Ma torniamo alla domanda: quante chanche ha Mario Draghi di diventare leader europeo? Oggi lo scenario più probabile è quello che ha sempre prevalso: una spartizione delle poltrone più importanti fra Popolari e Socialisti. Con sempre più affanno Ursula von der Leyen aspira a succedere a sé stessa alla guida della Commissione. L’attivismo delle ultime settimane, la bocciatura del collega di partito Markus Piper a inviato per le piccole e medie imprese, l’alleanza esibita con Giorgia Meloni le stanno complicando la vita. E però oggi un candidato alternativo del partito Popolare europeo non c’è. I socialisti hanno prenotato la poltrona del Consiglio per l’ex premier portoghese Antonio Costa o la danese Mette Frederiksen. Se dalle elezioni non usciranno sorprese, ai liberali potrebbe andare la poltrona dell’Alto rappresentante per la politica estera. E poiché la guerra in Ucraina nel frattempo non sarà finita, chi meglio della premier di un Paese baltico, l’estone Kaja Kallas.

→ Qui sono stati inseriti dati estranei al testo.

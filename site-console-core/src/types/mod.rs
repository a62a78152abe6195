//! 类型定义模块

mod notice;
mod publication;

pub use notice::{Notice, NoticeLevel, Operation};
pub use publication::PublicationState;

use serde::{Deserialize, Serialize};

/// Base domain every subdomain hangs off.
pub const DEFAULT_PLATFORM_DOMAIN: &str = "caffeine.xyz";

/// Custom domain suggested while the server has none configured.
pub const DEFAULT_CUSTOM_DOMAIN: &str = "jpdigitalmarketing.in";

/// Server-confirmed site state, as last fetched from the backend.
#[derive(Debug, Clone, Default, PartialEq, Eq, Serialize, Deserialize)]
#[serde(rename_all = "camelCase")]
pub struct ServerState {
    pub published: bool,
    pub subdomain: Option<String>,
    pub domain: Option<String>,
}

impl ServerState {
    /// 服务端确认的已发布子域名（仅在已发布时有意义）
    pub fn published_subdomain(&self) -> Option<&str> {
        if self.published {
            self.subdomain.as_deref().filter(|s| !s.is_empty())
        } else {
            None
        }
    }

    /// 已配置且非空的自定义域名
    pub fn configured_domain(&self) -> Option<&str> {
        self.domain.as_deref().filter(|d| !d.trim().is_empty())
    }
}

/// 控制台设置
#[derive(Debug, Clone, PartialEq, Eq, Serialize, Deserialize)]
#[serde(rename_all = "camelCase", default)]
pub struct ConsoleSettings {
    pub platform_domain: String,
    pub default_custom_domain: String,
}

impl Default for ConsoleSettings {
    fn default() -> Self {
        Self {
            platform_domain: DEFAULT_PLATFORM_DOMAIN.to_string(),
            default_custom_domain: DEFAULT_CUSTOM_DOMAIN.to_string(),
        }
    }
}

impl ConsoleSettings {
    /// `{subdomain}.{platform_domain}`
    pub fn platform_url(&self, subdomain: &str) -> String {
        format!("{subdomain}.{}", self.platform_domain)
    }
}

#[cfg(test)]
mod tests {
    use super::*;

    #[test]
    fn published_subdomain_requires_flag() {
        let state = ServerState {
            published: false,
            subdomain: Some("my-shop".into()),
            domain: None,
        };
        assert_eq!(state.published_subdomain(), None);

        let state = ServerState {
            published: true,
            ..state
        };
        assert_eq!(state.published_subdomain(), Some("my-shop"));
    }

    #[test]
    fn blank_domain_is_not_configured() {
        let state = ServerState {
            domain: Some("  ".into()),
            ..ServerState::default()
        };
        assert_eq!(state.configured_domain(), None);
    }

    #[test]
    fn settings_default_and_partial_json() {
        let settings: ConsoleSettings =
            serde_json::from_str(r#"{"platformDomain":"sites.test"}"#).unwrap();
        assert_eq!(settings.platform_domain, "sites.test");
        assert_eq!(settings.default_custom_domain, DEFAULT_CUSTOM_DOMAIN);
        assert_eq!(settings.platform_url("abc"), "abc.sites.test");
    }
}
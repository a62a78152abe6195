use serde::{Deserialize, Serialize};

/// Unified error type for all provisioning backend operations.
///
/// Each variant carries a `backend` field naming the implementation that produced it.
/// The backend contract defines no error taxonomy of its own, so consumers are expected
/// to treat every variant as the same opaque "remote failure"; the variants only exist
/// to give logs something more useful than "it failed".
///
/// # Retryable Errors
///
/// - [`NetworkError`](Self::NetworkError): connection refused, reset, DNS failure
/// - [`Timeout`](Self::Timeout): request timed out
/// - [`Unavailable`](Self::Unavailable): HTTP 429 / 502 / 503 / 504
///
/// The HTTP gateway retries these for read operations only.
#[derive(Debug, Clone, PartialEq, Eq, Serialize, Deserialize)]
#[serde(tag = "code")]
pub enum ProvisioningError {
    /// A network-level error occurred.
    NetworkError {
        /// Backend that produced the error.
        backend: String,
        /// Error details.
        detail: String,
    },

    /// The request timed out.
    Timeout {
        /// Backend that produced the error.
        backend: String,
        /// Error details.
        detail: String,
    },

    /// The backend is temporarily unable to serve the request.
    Unavailable {
        /// Backend that produced the error.
        backend: String,
        /// HTTP status code, if the failure came from an HTTP response.
        status: Option<u16>,
        /// Suggested wait time in seconds, if the backend provided one.
        retry_after: Option<u64>,
    },

    /// The backend refused the operation.
    Rejected {
        /// Backend that produced the error.
        backend: String,
        /// HTTP status code, if the refusal came from an HTTP response.
        status: Option<u16>,
        /// Message returned by the backend.
        message: String,
    },

    /// The backend's response could not be parsed.
    ParseError {
        /// Backend that produced the error.
        backend: String,
        /// Details about the parse failure.
        detail: String,
    },

    /// The backend could not be constructed from its configuration.
    InvalidConfig {
        /// Backend that produced the error.
        backend: String,
        /// Description of what's wrong.
        detail: String,
    },

    /// Catch-all for failures that do not fit any other variant.
    Unknown {
        /// Backend that produced the error.
        backend: String,
        /// Raw error message.
        raw_message: String,
    },
}

impl ProvisioningError {
    /// Whether a retry of the same request can reasonably succeed.
    #[must_use]
    pub fn is_retryable(&self) -> bool {
        matches!(
            self,
            Self::NetworkError { .. } | Self::Timeout { .. } | Self::Unavailable { .. }
        )
    }

    /// Name of the backend that produced the error.
    #[must_use]
    pub fn backend(&self) -> &str {
        match self {
            Self::NetworkError { backend, .. }
            | Self::Timeout { backend, .. }
            | Self::Unavailable { backend, .. }
            | Self::Rejected { backend, .. }
            | Self::ParseError { backend, .. }
            | Self::InvalidConfig { backend, .. }
            | Self::Unknown { backend, .. } => backend,
        }
    }
}

impl std::fmt::Display for ProvisioningError {
    fn fmt(&self, f: &mut std::fmt::Formatter<'_>) -> std::fmt::Result {
        match self {
            Self::NetworkError { backend, detail } => {
                write!(f, "[{backend}] Network error: {detail}")
            }
            Self::Timeout { backend, detail } => {
                write!(f, "[{backend}] Request timeout: {detail}")
            }
            Self::Unavailable {
                backend,
                status,
                retry_after,
            } => {
                write!(f, "[{backend}] Service unavailable")?;
                if let Some(code) = status {
                    write!(f, " (HTTP {code})")?;
                }
                if let Some(secs) = retry_after {
                    write!(f, ", retry after {secs}s")?;
                }
                Ok(())
            }
            Self::Rejected {
                backend,
                status: Some(code),
                message,
            } => {
                write!(f, "[{backend}] Rejected (HTTP {code}): {message}")
            }
            Self::Rejected {
                backend,
                status: None,
                message,
            } => {
                write!(f, "[{backend}] Rejected: {message}")
            }
            Self::ParseError { backend, detail } => {
                write!(f, "[{backend}] Parse error: {detail}")
            }
            Self::InvalidConfig { backend, detail } => {
                write!(f, "[{backend}] Invalid configuration: {detail}")
            }
            Self::Unknown {
                backend,
                raw_message,
            } => {
                write!(f, "[{backend}] {raw_message}")
            }
        }
    }
}

impl std::error::Error for ProvisioningError {}

/// Convenience type alias for `Result<T, ProvisioningError>`.
pub type Result<T> = std::result::Result<T, ProvisioningError>;

#[cfg(test)]
mod tests {
    use super::*;

    #[test]
    fn display_network_error() {
        let e = ProvisioningError::NetworkError {
            backend: "http".to_string(),
            detail: "connection refused".to_string(),
        };
        assert_eq!(e.to_string(), "[http] Network error: connection refused");
    }

    #[test]
    fn display_unavailable_with_status_and_retry_after() {
        let e = ProvisioningError::Unavailable {
            backend: "http".to_string(),
            status: Some(503),
            retry_after: Some(5),
        };
        assert_eq!(
            e.to_string(),
            "[http] Service unavailable (HTTP 503), retry after 5s"
        );
    }

    #[test]
    fn display_rejected_without_status() {
        let e = ProvisioningError::Rejected {
            backend: "memory".to_string(),
            status: None,
            message: "injected failure".to_string(),
        };
        assert_eq!(e.to_string(), "[memory] Rejected: injected failure");
    }

    #[test]
    fn retryable_classification() {
        let transient = ProvisioningError::Timeout {
            backend: "http".into(),
            detail: "slow".into(),
        };
        let rejected = ProvisioningError::Rejected {
            backend: "http".into(),
            status: Some(400),
            message: "bad".into(),
        };
        let parse = ProvisioningError::ParseError {
            backend: "http".into(),
            detail: "eof".into(),
        };
        assert!(transient.is_retryable());
        assert!(!rejected.is_retryable());
        assert!(!parse.is_retryable());
    }

    #[test]
    fn serializes_with_code_tag() {
        let e = ProvisioningError::Rejected {
            backend: "http".into(),
            status: Some(409),
            message: "taken".into(),
        };
        let json = serde_json::to_value(&e).unwrap();
        assert_eq!(json["code"], "Rejected");
        assert_eq!(json["backend"], "http");
        assert_eq!(json["status"], 409);
    }

    #[test]
    fn backend_accessor_covers_all_variants() {
        let e = ProvisioningError::InvalidConfig {
            backend: "http".into(),
            detail: "no base url".into(),
        };
        assert_eq!(e.backend(), "http");
    }
}
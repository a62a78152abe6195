//! 子域名配置面板

use ratatui::{
    layout::Rect,
    style::Style,
    text::{Line, Span},
    widgets::{Paragraph, Wrap},
    Frame,
};
use site_console_core::validation::{MAX_SUBDOMAIN_LEN, MIN_SUBDOMAIN_LEN};
use site_console_core::ValidationOutcome;

use super::panel_block;
use crate::model::{App, FocusField};
use crate::view::components::input::input_line;
use crate::view::theme::{colors, Styles};

pub fn render(app: &App, frame: &mut Frame, area: Rect) {
    let c = colors();
    let controller = &app.controller;
    let draft = controller.draft();
    let focused = app.focus == FocusField::Subdomain;

    let block = panel_block("Subdomain Configuration", focused);
    let inner = block.inner(area);
    frame.render_widget(block, area);

    let suffix = format!(".{}", controller.settings().platform_domain);
    let mut lines = vec![
        Line::styled("Subdomain", Styles::label()),
        input_line(
            draft.candidate(),
            &suffix,
            "your-site",
            focused,
            controller.can_edit_subdomain(),
            usize::from(inner.width),
        ),
        Line::from(""),
    ];

    match draft.outcome() {
        Some(ValidationOutcome::Invalid(reason)) => {
            lines.push(Line::styled(
                format!("  ✗ {reason}"),
                Style::default().fg(c.error),
            ));
        }
        Some(ValidationOutcome::Valid) if controller.is_published() => {
            lines.push(Line::styled(
                "  ✓ Your site is published on this subdomain",
                Style::default().fg(c.success),
            ));
        }
        Some(ValidationOutcome::Valid) => {
            if let Some(confirmed) = draft.confirmed() {
                lines.push(Line::styled(
                    format!(
                        "  ✓ {} is ready to deploy",
                        controller.settings().platform_url(confirmed)
                    ),
                    Style::default().fg(c.success),
                ));
            }
        }
        None => {
            if let Some(preview) = controller.preview_url() {
                lines.push(Line::from(vec![
                    Span::styled("  Preview: ", Styles::label()),
                    Span::raw(preview),
                ]));
            }
        }
    }

    lines.push(Line::from(""));
    lines.push(Line::styled("Naming guidelines", Styles::label()));
    for rule in [
        format!("  • {MIN_SUBDOMAIN_LEN}-{MAX_SUBDOMAIN_LEN} characters"),
        "  • Lowercase letters, numbers and hyphens only".to_string(),
        "  • No leading, trailing or consecutive hyphens".to_string(),
    ] {
        lines.push(Line::styled(rule, Styles::label()));
    }

    frame.render_widget(Paragraph::new(lines).wrap(Wrap { trim: false }), inner);
}
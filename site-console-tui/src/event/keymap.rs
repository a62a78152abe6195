//! 快捷键绑定

use crossterm::event::{KeyCode, KeyEvent, KeyModifiers};

#[derive(Debug, Clone)]
pub struct KeyBinding {
    pub modifiers: KeyModifiers,
    pub code: KeyCode,
}

impl KeyBinding {
    pub const fn new(modifiers: KeyModifiers, code: KeyCode) -> Self {
        Self { modifiers, code }
    }

    pub const fn key(code: KeyCode) -> Self {
        Self::new(KeyModifiers::NONE, code)
    }

    pub const fn alt(code: KeyCode) -> Self {
        Self::new(KeyModifiers::ALT, code)
    }

    pub const fn ctrl(code: KeyCode) -> Self {
        Self::new(KeyModifiers::CONTROL, code)
    }

    /// 检查按键事件是否匹配此快捷键绑定
    pub fn matches(&self, key: &KeyEvent) -> bool {
        key.modifiers == self.modifiers && key.code == self.code
    }

    /// 状态栏/帮助中显示的按键名
    pub fn label(&self) -> String {
        let key = match self.code {
            KeyCode::Char(c) => c.to_string(),
            KeyCode::Enter => "Enter".to_string(),
            KeyCode::Esc => "Esc".to_string(),
            KeyCode::Tab => "Tab".to_string(),
            other => format!("{other:?}"),
        };
        if self.modifiers == KeyModifiers::ALT {
            format!("Alt+{key}")
        } else if self.modifiers == KeyModifiers::CONTROL {
            format!("Ctrl+{key}")
        } else {
            key
        }
    }
}

pub struct DefaultKeymap;

impl DefaultKeymap {
    // 全局
    pub const QUIT: KeyBinding = KeyBinding::alt(KeyCode::Char('q'));
    pub const FORCE_QUIT: KeyBinding = KeyBinding::ctrl(KeyCode::Char('c'));
    pub const HELP: KeyBinding = KeyBinding::alt(KeyCode::Char('h'));
    pub const REFRESH: KeyBinding = KeyBinding::alt(KeyCode::Char('r'));
    pub const BACK: KeyBinding = KeyBinding::key(KeyCode::Esc);

    // 面板切换
    pub const FOCUS_NEXT: KeyBinding = KeyBinding::key(KeyCode::Tab);

    // 表单
    pub const SUBMIT: KeyBinding = KeyBinding::key(KeyCode::Enter);
    pub const CLEAR_FIELD: KeyBinding = KeyBinding::ctrl(KeyCode::Char('u'));

    // 操作
    pub const VALIDATE: KeyBinding = KeyBinding::alt(KeyCode::Char('v'));
    pub const CHOOSE_DIFFERENT: KeyBinding = KeyBinding::alt(KeyCode::Char('n'));
    pub const PUBLISH: KeyBinding = KeyBinding::alt(KeyCode::Char('p'));
    pub const UNPUBLISH: KeyBinding = KeyBinding::alt(KeyCode::Char('u'));
    pub const RESET: KeyBinding = KeyBinding::alt(KeyCode::Char('d'));
}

Poi c’è lo scenario che potrebbe rimettere in gioco Draghi, magari per il Consiglio. I sondaggi dicono che la somma dei seggi nel nuovo parlamento di Strasburgo confermerà una maggioranza solida per le tre grandi famiglie della politica europea. Ma che accadrebbe nel caso in cui i numeri fossero più incerti? E come si comporteranno i due leader meno vicini allo status quo europeo? Ironia della sorte vuole che tutto dipenderà dal peggior nemico e la miglior amica di Von der Leyen, ovvero Emmanuel Macron e Giorgia Meloni. Macron è lo sponsor più genuino dell’ex premier italiano: dipendesse da lui, Draghi avrebbe già fatto le valigie per Bruxelles. Non solo: il presidente francese si è messo in testa – o almeno così vuol far credere – di mandare a casa la politica tedesca, rea di non aver fatto abbastanza per far progredire la macchina dell’Unione. Secondo quanto riferiscono fonti molto autorevoli, il francese avrebbe già avanzato una proposta indecente a Olaf Scholz: sostituire Von der Leyen con l’attuale presidente Bce Christine Lagarde, lasciando libera ai tedeschi la poltrona fin qui tabù per i custodi dell’ortodossia monetaria. Non sembra una proposta praticabile: terremotare la più solida delle istituzioni europee è troppo persino per il più audace dei leader, quale è Macron. Poiché il presidente francese è in affanno nei sondaggi (il partito di Marine Le Pen alle Europee andrà piuttosto forte) il messaggio suona più o meno così: pur di cambiare aria a Bruxelles, sono disposto a mettere in discussione ogni certezza.

Meloni è mossa da ragioni uguali e opposte al collega francese. La premier, a cui i sondaggi assegnano una vittoria a mani basse, rischia la beffa di rimanere fuori dai giochi delle poltrone più importanti dell’Unione. Di qui la tentazione della carta Draghi, l’unica che – a meno di sorprese dal voto – la metterebbe al centro della scena, magari grazie al sostegno dell’europeista polacco Donald Tusk. Per Meloni la scelta avrebbe un vantaggio (togliersi dai piedi chi sta sempre in cima alle preferenze di un eventuale governo di emergenza) ma anche un costo altissimo, perché la costringerebbe a rinunciare al candidato naturale ad una poltrona importante nella Commissione (si dice l’Industria) per Raffaele Fitto, colui per anni ha tessuto la tela europea di Meloni. Per capirne di più occorrerà attendere almeno i risultati del 10 giugno. Fino ad allora, statene certi, Draghi viaggerà molto, parlerà quando necessario, parteciperà a cene, si attarderà al telefono ed eviterà le interviste come la peste.